Simple Summary Benign Prostatic Hyperplasia (BPH) is a prevalent condition among aging men, and recent research suggests it may be influenced by high cholesterol levels, especially oxidized LDL (OxLDL). However, how this happens is still not fully understood. This study aimed to explore how elevated OxLDL levels affect prostate cell growth and the release of small particles called extracellular vesicles (EVs), which cells use to communicate. By studying mice on a high-fat diet and human prostate cells exposed to OxLDL, we found that these conditions led to increased cell growth, potentially worsening BPH. We also discovered that OxLDL stimulated the production of EVs, further promoting cell proliferation. However, the drug metformin, commonly used to treat diabetes, was able to reduce this harmful growth. These findings provide new insights into how OxLDL may drive BPH progression and suggest that metformin could be a promising treatment to delay its development, potentially benefiting many men worldwide.Abstract Background: Clinical and experimental evidence has linked Benign Prostatic Hyperplasia (BPH) with dyslipidemic and hypercholesterolemic conditions, though the underlying cellular mechanisms remain unclear. This study investigates the impact of dyslipidemia, specifically oxidized LDL (OxLDL), on prostatic stromal cell proliferation and the release of extracellular vesicles (EVs).

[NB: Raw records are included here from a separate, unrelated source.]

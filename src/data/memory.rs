//! In-process repository, also used as the demo data set.

use chrono::Utc;
use serde::{Deserialize, Serialize};
use tracing::debug;
use uuid::Uuid;

use super::repository::{RepoError, RepoResult, Repository};
use crate::models::{
    IndependentSubmission, IndependentWork, IndependentWorkUpdate, Lecture, LectureUpdate,
    NewIndependentWork, NewLecture, NewPractical, NewSubmission, NewTestResult, OptionLabel,
    Practical, PracticalUpdate, Profile, ProfileUpdate, Question, Role, Status, StudentProgress,
    TestQuestion, TestResult,
};

/// Every table of the platform. Serialized as-is by the JSON store.
#[derive(Debug, Clone, Default, Serialize, Deserialize)]
#[serde(default)]
pub struct Tables {
    pub profiles: Vec<Profile>,
    pub lectures: Vec<Lecture>,
    pub practicals: Vec<Practical>,
    pub test_questions: Vec<TestQuestion>,
    pub independent_work: Vec<IndependentWork>,
    pub independent_submissions: Vec<IndependentSubmission>,
    pub student_progress: Vec<StudentProgress>,
    pub test_results: Vec<TestResult>,
}

#[derive(Debug, Clone, Default)]
pub struct MemoryRepository {
    tables: Tables,
}

impl MemoryRepository {
    pub fn new() -> Self {
        Self::default()
    }

    pub fn from_tables(tables: Tables) -> Self {
        Self { tables }
    }

    pub fn tables(&self) -> &Tables {
        &self.tables
    }

    /// A small course: an admin, two students, two lectures, one practical
    /// with a full ten-question test and one independent work.
    pub fn demo() -> Self {
        let mut tables = Tables::default();

        let admin = Profile::new("admin@platform.uz", Role::Admin).with_name("Admin", "User");
        let aziz = Profile::new("aziz@platform.uz", Role::Student).with_name("Aziz", "Karimov");
        let malika =
            Profile::new("malika@platform.uz", Role::Student).with_name("Malika", "Yusupova");
        let admin_id = admin.id;
        tables.profiles.extend([admin, aziz, malika]);

        for (order, title) in [(1, "Introduction to Rust"), (2, "Ownership and borrowing")] {
            tables.lectures.push(Lecture::from_new(NewLecture {
                title: title.to_string(),
                content: format!("{} lecture notes.", title),
                order_number: order,
                status: Status::Published,
                created_by: admin_id,
                ..Default::default()
            }));
        }

        let practical = Practical::from_new(NewPractical {
            title: "Variables and types".to_string(),
            description: Some("Test on the first lecture".to_string()),
            order_number: 1,
            status: Status::Published,
            created_by: admin_id,
            ..Default::default()
        });
        for i in 0..10 {
            let question = Question {
                question_text: format!("Sample question {}: which answer is correct?", i + 1),
                options: [
                    "First choice".to_string(),
                    "Second choice".to_string(),
                    "Third choice".to_string(),
                    "Fourth choice".to_string(),
                ],
                correct_answer: OptionLabel::ALL[i % 4],
                order_number: i as u32 + 1,
            };
            tables
                .test_questions
                .push(TestQuestion::new(practical.id, question));
        }
        tables.practicals.push(practical);

        tables
            .independent_work
            .push(IndependentWork::from_new(NewIndependentWork {
                title: "Write a CLI calculator".to_string(),
                content: "Parse two numbers and an operator from the arguments.".to_string(),
                order_number: 1,
                status: Status::Published,
                created_by: admin_id,
                ..Default::default()
            }));

        Self { tables }
    }

    fn lecture_mut(&mut self, id: Uuid) -> RepoResult<&mut Lecture> {
        self.tables
            .lectures
            .iter_mut()
            .find(|lecture| lecture.id == id)
            .ok_or(RepoError::not_found("lecture", id))
    }

    fn practical_mut(&mut self, id: Uuid) -> RepoResult<&mut Practical> {
        self.tables
            .practicals
            .iter_mut()
            .find(|practical| practical.id == id)
            .ok_or(RepoError::not_found("practical", id))
    }

    fn question_rows(practical_id: Uuid, questions: Vec<Question>) -> Vec<TestQuestion> {
        questions
            .into_iter()
            .enumerate()
            .map(|(index, mut question)| {
                question.order_number = index as u32 + 1;
                TestQuestion::new(practical_id, question)
            })
            .collect()
    }
}

fn sorted_by_order<T: Clone>(rows: &[T], order: impl Fn(&T) -> u32) -> Vec<T> {
    let mut rows = rows.to_vec();
    rows.sort_by_key(|row| order(row));
    rows
}

fn validate_questions(questions: &[Question]) -> RepoResult<()> {
    for question in questions {
        if question.question_text.trim().is_empty() {
            return Err(RepoError::Invalid(format!(
                "question {} has no text",
                question.order_number
            )));
        }
        if let Some(label) = OptionLabel::ALL
            .into_iter()
            .find(|label| question.option(*label).trim().is_empty())
        {
            return Err(RepoError::Invalid(format!(
                "question {} has an empty option {}",
                question.order_number, label
            )));
        }
    }
    Ok(())
}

Methods: Mice were fed a high-fat diet, and human prostatic stromal cells (HPSCs) were treated with OxLDL. Proliferation assays and EV characterization were performed to assess the role of EVs in BPH progression. Results: Pro-atherogenic conditions significantly increased cell proliferation in both murine prostatic cells and HPSCs. Treatment with metformin effectively inhibited OxLDL-induced proliferation. Additionally, OxLDL stimulated the production and release of pro-proliferative EVs by HPSCs, which further promoted cellular proliferation. Conclusions: The findings suggest that dyslipidemia drives prostatic stromal cell proliferation and EV secretion, contributing to BPH progression. Metformin demonstrates potential as a therapeutic agent to mitigate these effects, offering insight into novel strategies for BPH management. This study highlights the complex interaction between dyslipidemia, cell proliferation, and extracellular communication in the context of BPH pathogenesis.